FIGURE 3: First uncertainty fork.

The second level of branching (Figure 3) illustrates the first uncertainty fork, which represents the volatility of demand activity and the effect on logistics costs to the case study company within the parameters of the option. Uncertainty forks branching from here indicate different levels of demand activity spread from each option. The top prong indicates demand activity above the expected (above the upper limit of the 95% confidence interval); the middle prong represents demand activity within the 95% confidence interval; and the lowest prong represents demand activity below the expected (below the lower limit of the 95% confidence interval). Each option facing the case study company was designed to accommodate the expected level of demand activity. Any activity outside the confidence interval will be outside of the normal logistics costs and may indicate a saving or additional cost incurred due to lack of logistics capacity.

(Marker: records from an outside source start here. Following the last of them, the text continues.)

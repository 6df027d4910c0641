//! Vendor application credentials, scope sets, and the persisted token record.

pub mod client;
pub mod scope;
pub mod token;

pub use client::*;
pub use scope::*;
pub use token::{record::*, secret::*};
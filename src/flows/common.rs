//! Decision logic shared by the token flows.

// self
use crate::{
	_prelude::*,
	auth::{CredentialRecord, TokenSecret},
	error::ConfigError,
};

/// What [`Authenticator::get_token`](crate::flows::Authenticator::get_token) has to do.
#[derive(Clone, Debug, PartialEq, Eq)]
pub enum TokenAction {
	/// No credential exists; run the full PKCE authorization.
	Authorize,
	/// The stored token is due; exchange the carried refresh token.
	Refresh(TokenSecret),
	/// The stored record is still valid.
	Reuse(CredentialRecord),
}
impl TokenAction {
	/// Picks the action for the stored record at `now`.
	///
	/// A record that is due for refresh but holds no refresh token is a configuration error;
	/// there is no automatic fallback to full authorization.
	pub fn decide(record: Option<CredentialRecord>, now: OffsetDateTime) -> Result<Self> {
		let Some(record) = record else {
			return Ok(Self::Authorize);
		};

		if !record.needs_refresh_at(now) {
			return Ok(Self::Reuse(record));
		}

		record
			.refresh_token
			.map(Self::Refresh)
			.ok_or_else(|| ConfigError::MissingRefreshToken.into())
	}
}
// src/dag/graph.rs

use std::collections::{BTreeMap, HashMap};

use petgraph::algo::toposort;
use petgraph::graphmap::DiGraphMap;

use crate::dag::task::{TaskDef, TaskName};
use crate::errors::{DocrunError, Result};

/// Immutable task graph keyed by task name.
///
/// Constructed once at startup (see [`TaskGraph::new`]) and handed to the
/// resolver by reference. All structural invariants are checked on
/// construction, so the rest of the crate can assume:
/// - every dependency names an existing task
/// - there are no cycles
/// - long-running steps are last in their task and nothing depends on
///   such a task
#[derive(Debug, Clone)]
pub struct TaskGraph {
    tasks: BTreeMap<TaskName, TaskDef>,
    /// Reverse edges: task -> tasks listing it in their deps.
    dependents: HashMap<TaskName, Vec<TaskName>>,
}

impl TaskGraph {
    /// Validate and freeze a set of task definitions.
    pub fn new(defs: impl IntoIterator<Item = TaskDef>) -> Result<Self> {
        let mut tasks: BTreeMap<TaskName, TaskDef> = BTreeMap::new();
        for def in defs {
            if def.name.trim().is_empty() {
                return Err(DocrunError::ConfigError(
                    "task names must not be empty".to_string(),
                ));
            }
            if tasks.contains_key(&def.name) {
                return Err(DocrunError::ConfigError(format!(
                    "task '{}' is defined more than once",
                    def.name
                )));
            }
            tasks.insert(def.name.clone(), def);
        }

        validate_dependencies(&tasks)?;
        validate_acyclic(&tasks)?;

        let mut dependents: HashMap<TaskName, Vec<TaskName>> = HashMap::new();
        for (name, def) in tasks.iter() {
            for dep in def.deps.iter() {
                dependents.entry(dep.clone()).or_default().push(name.clone());
            }
        }

        validate_long_running(&tasks, &dependents)?;

        Ok(Self { tasks, dependents })
    }

    pub fn get(&self, name: &str) -> Option<&TaskDef> {
        self.tasks.get(name)
    }

    pub fn contains(&self, name: &str) -> bool {
        self.tasks.contains_key(name)
    }

    /// All tasks, sorted by name.
    pub fn tasks(&self) -> impl Iterator<Item = &TaskDef> {
        self.tasks.values()
    }

    pub fn task_names(&self) -> impl Iterator<Item = &str> {
        self.tasks.keys().map(|s| s.as_str())
    }

    pub fn len(&self) -> usize {
        self.tasks.len()
    }

    pub fn is_empty(&self) -> bool {
        self.tasks.is_empty()
    }

    /// Immediate dependencies of a task, in declaration order.
    pub fn dependencies_of(&self, name: &str) -> &[TaskName] {
        self.tasks
            .get(name)
            .map(|t| t.deps.as_slice())
            .unwrap_or(&[])
    }

    /// Immediate dependents of a task (tasks listing it in their deps).
    pub fn dependents_of(&self, name: &str) -> &[TaskName] {
        self.dependents
            .get(name)
            .map(|d| d.as_slice())
            .unwrap_or(&[])
    }
}

fn validate_dependencies(tasks: &BTreeMap<TaskName, TaskDef>) -> Result<()> {
    for (name, task) in tasks.iter() {
        for dep in task.deps.iter() {
            if dep == name {
                return Err(DocrunError::ConfigError(format!(
                    "task '{}' cannot depend on itself in `after`",
                    name
                )));
            }
            if !tasks.contains_key(dep) {
                return Err(DocrunError::ConfigError(format!(
                    "task '{}' has unknown dependency '{}' in `after`",
                    name, dep
                )));
            }
        }
    }
    Ok(())
}

fn validate_acyclic(tasks: &BTreeMap<TaskName, TaskDef>) -> Result<()> {
    // Edge direction: dep -> task, so a valid order lists deps first.
    let mut graph: DiGraphMap<&str, ()> = DiGraphMap::new();

    for name in tasks.keys() {
        graph.add_node(name.as_str());
    }

    for (name, task) in tasks.iter() {
        for dep in task.deps.iter() {
            graph.add_edge(dep.as_str(), name.as_str(), ());
        }
    }

    match toposort(&graph, None) {
        Ok(_order) => Ok(()),
        Err(cycle) => Err(DocrunError::DagCycle(format!(
            "cycle detected in task DAG involving task '{}'",
            cycle.node_id()
        ))),
    }
}

fn validate_long_running(
    tasks: &BTreeMap<TaskName, TaskDef>,
    dependents: &HashMap<TaskName, Vec<TaskName>>,
) -> Result<()> {
    for (name, task) in tasks.iter() {
        let last = task.steps.len().saturating_sub(1);
        for (index, step) in task.steps.iter().enumerate() {
            if step.is_long_running() && index != last {
                return Err(DocrunError::ConfigError(format!(
                    "task '{}': long-running step {} must be the last step",
                    name, index
                )));
            }
        }

        if task.has_long_running_step() {
            if let Some(users) = dependents.get(name).filter(|d| !d.is_empty()) {
                return Err(DocrunError::ConfigError(format!(
                    "task '{}' runs a long-running step and cannot be a dependency of {:?}",
                    name, users
                )));
            }
        }
    }
    Ok(())
}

The third level of branching or the second uncertainty fork illustrates the resultant service level based on the demand activity fluctuation (Figure 4). The expected service level corresponds to the service level promised by the service provider in the RFP responses and includes the degree to which the orders were delivered in full and on time to the end customer. The probability that the service level will be lower is determined by the service provider's means of dealing with potential demand fluctuations. This was determined by comparing the service provider's means of accessing additional resources, such as additional vehicles and labour, and leveraging economies of scale amongst other operations on a relative basis. A service provider would perform better in this case if it had access to a pool of vehicles, an agreement with a short-term vehicle rental company or other operations with which it could pool the risk of demand fluctuation.

FIGURE 4: Service level uncertainty.

Actual in-house service level trends were used to establish the in-house values. The expected yield from lower than expected service levels corresponds to the opportunity cost lost or value of lost sales, which is determined by using the average value of lost sales per service level percentile from historical data.

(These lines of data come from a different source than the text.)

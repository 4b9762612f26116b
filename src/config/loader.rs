// src/config/loader.rs

use std::fs;
use std::path::{Path, PathBuf};

use tracing::debug;

use crate::config::model::{ConfigFile, RawConfigFile};
use crate::errors::{DocrunError, Result};

/// Default configuration file name, looked up in the current directory.
pub const DEFAULT_CONFIG_FILE: &str = "Docrun.toml";

/// Load a configuration file from a given path and return the raw `RawConfigFile`.
///
/// This only performs TOML deserialization; it does **not** perform semantic
/// validation. Use [`load_and_validate`] for that.
pub fn load_from_path(path: impl AsRef<Path>) -> Result<RawConfigFile> {
    let path = path.as_ref();
    let contents = fs::read_to_string(path).map_err(|e| {
        DocrunError::ConfigError(format!("reading config file at {:?}: {}", path, e))
    })?;

    let config: RawConfigFile = toml::from_str(&contents)?;

    Ok(config)
}

/// Load a configuration file from path and validate it.
pub fn load_and_validate(path: impl AsRef<Path>) -> Result<ConfigFile> {
    let raw_config = load_from_path(&path)?;
    let config = ConfigFile::try_from(raw_config)?;
    Ok(config)
}

/// Resolve the configuration for an invocation.
///
/// - An explicitly requested path must exist.
/// - Otherwise `Docrun.toml` is used when present, and the built-in
///   pipeline defaults when it is not.
///
/// Returns the config together with the project root: the directory that
/// holds the config file, or `.` when running on defaults.
pub fn load_or_default(explicit: Option<&Path>) -> Result<(ConfigFile, PathBuf)> {
    if let Some(path) = explicit {
        let cfg = load_and_validate(path)?;
        return Ok((cfg, config_root_dir(path)));
    }

    let default_path = default_config_path();
    if default_path.is_file() {
        let cfg = load_and_validate(&default_path)?;
        return Ok((cfg, config_root_dir(&default_path)));
    }

    debug!("no {DEFAULT_CONFIG_FILE} found; using built-in pipeline defaults");
    Ok((ConfigFile::default(), PathBuf::from(".")))
}

/// Helper to resolve a default config path.
pub fn default_config_path() -> PathBuf {
    PathBuf::from(DEFAULT_CONFIG_FILE)
}

/// Figure out the project root for a config file.
///
/// A bare filename like "Docrun.toml" has an empty parent; that means `.`.
pub fn config_root_dir(config_path: &Path) -> PathBuf {
    match config_path.parent() {
        Some(p) if !p.as_os_str().is_empty() => p.to_path_buf(),
        _ => PathBuf::from("."),
    }
}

The expected utility was determined for each branch by adding the product of the probability of the demand fluctuation and the cost thereof to the product of the probability of service level fluctuations and the loss of sales. As an example, the upper branch (Figure 4) corresponds to a 45% probability of the demand (Figure 5) being greater than expected, multiplied by the cost (R220 853) incurred to manage the demand spike, and adding the product of the probability (60%) that the expected service level will be reached and the opportunity cost of the value of sales loss (R134 916). This results in an expected utility of R184 682 for the particular branch.

FIGURE 5: Decision tree.

The likelihood of occurrence for the same branch can be determined by multiplying the probability of the expected demand (45%) and the probability of the service levels making target (60%). This results in a likelihood of 27%. The sum of the likelihood of all the branches belonging to an option results in 1. The maximum likelihood for each option can be determined. The full decision tree is presented in Figure 5. It can be observed that in this case study the branch depicting demand fluctuations eluding expectations and service levels meeting expectations has the highest likelihood of occurrence at 44%.

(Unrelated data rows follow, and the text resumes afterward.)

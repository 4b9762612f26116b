// src/errors.rs

//! Crate-wide error type and exit-code mapping.

use std::path::PathBuf;

use thiserror::Error;

use crate::dag::TaskName;

/// Exit code used when the requested task does not exist.
pub const EXIT_TASK_NOT_FOUND: i32 = 2;
/// Exit code used for configuration and graph validation failures.
pub const EXIT_CONFIG: i32 = 3;
/// Exit code used when a step's program could not be started at all.
pub const EXIT_SPAWN_FAILED: i32 = 127;
/// Exit code used when a shutdown signal stops the build before it finished.
pub const EXIT_INTERRUPTED: i32 = 130;

#[derive(Error, Debug)]
pub enum DocrunError {
    #[error("Task not found: {0}")]
    TaskNotFound(String),

    #[error("task '{task}' failed at step {step} with exit code {code}")]
    StepFailed {
        task: TaskName,
        step: usize,
        code: i32,
    },

    #[error("filesystem error at {path:?}: {source}")]
    FilesystemError {
        path: PathBuf,
        #[source]
        source: std::io::Error,
    },

    #[error("task '{task}' step {step}: could not start `{program}`: {source}")]
    SpawnFailed {
        task: TaskName,
        step: usize,
        program: String,
        #[source]
        source: std::io::Error,
    },

    #[error("interrupted while running task '{task}'")]
    Interrupted { task: TaskName },

    #[error("Configuration error: {0}")]
    ConfigError(String),

    #[error("Cycle detected in DAG: {0}")]
    DagCycle(String),

    #[error("IO error: {0}")]
    IoError(#[from] std::io::Error),

    #[error("TOML parsing error: {0}")]
    TomlError(#[from] toml::de::Error),

    #[error(transparent)]
    Other(#[from] anyhow::Error),
}

impl DocrunError {
    /// Process exit code the binary reports for this error.
    ///
    /// A failing step propagates its own code; codes outside `1..=255`
    /// (e.g. `-1` for "no code available") collapse to 1.
    pub fn exit_code(&self) -> i32 {
        match self {
            DocrunError::StepFailed { code, .. } if (1..=255).contains(code) => *code,
            DocrunError::StepFailed { .. } => 1,
            DocrunError::TaskNotFound(_) => EXIT_TASK_NOT_FOUND,
            DocrunError::ConfigError(_) | DocrunError::DagCycle(_) | DocrunError::TomlError(_) => {
                EXIT_CONFIG
            }
            DocrunError::SpawnFailed { .. } => EXIT_SPAWN_FAILED,
            DocrunError::Interrupted { .. } => EXIT_INTERRUPTED,
            DocrunError::FilesystemError { .. }
            | DocrunError::IoError(_)
            | DocrunError::Other(_) => 1,
        }
    }
}

pub type Result<T> = std::result::Result<T, DocrunError>;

A linear programming model was used to determine whether this method could successfully be applied to the logistics outsourcing decision problem of the case study company. The historical data provided by the case study company were used as logistics activity inputs (customer demand, number of deliveries, volume to be picked in the warehouse and delivered, etc.), similar to the decision tree method. The model then optimised the make-or-buy decision and supplier selection problem for each day in the historical data. Each day consisted of a set of variables, such as volume, handling units, number of products and the number of deliveries to be completed. These variables were applied to the various LSP offerings, as discussed in the decision tree section, in order to form the objective function of the model. Certain constraints were imposed on the model and the results were analysed. The mathematical model was built in Excel Solver, which made use of the Evolutionary solving method to complete in excess of a thousand iterations for each daily decision problem. The model produced a preferred service provider per logistics function per day of historical data used as inputs. The daily results data could be aggregated in order to determine which service provider, or in-house option, was the most frequently selected by the LP model.

The decision variables influence the outcome of the LP model:

the in-house warehousing option has been selected where

the in-house secondary distribution function has been selected where

the warehousing function of a supplier has been selected where

the secondary distribution function of a supplier has been selected where

The parameters are values that represent the in-house cost impact of operating the secondary distribution and warehousing functions and the cost impact of the LSPs operating the secondary distribution and warehousing respectively:

the in-house cost of performing the secondary distribution function

the in-house cost of performing the warehouse function

the cost of LSP n performing the secondary distribution function

the cost of LSP n performing the warehousing function n

The objective of the model is to determine which service provider to select on a daily basis based on the cost impact the service provider would have on that day. The cost impact consists of the sum of the supply charge, driven by the cost model employed, and the opportunity cost lost or loss of sales value as calculated for the decision tree method:

The objective to be minimised is the total daily cost impact of using the particular LSP or operating the logistics function in-house. Sole or multiple service providers could be assigned to either the warehousing or the secondary distribution function or both. The in-house option was also compared along with the LSPs. The number of service providers assigned to a logistics function was constrained by Equations 2 and 3.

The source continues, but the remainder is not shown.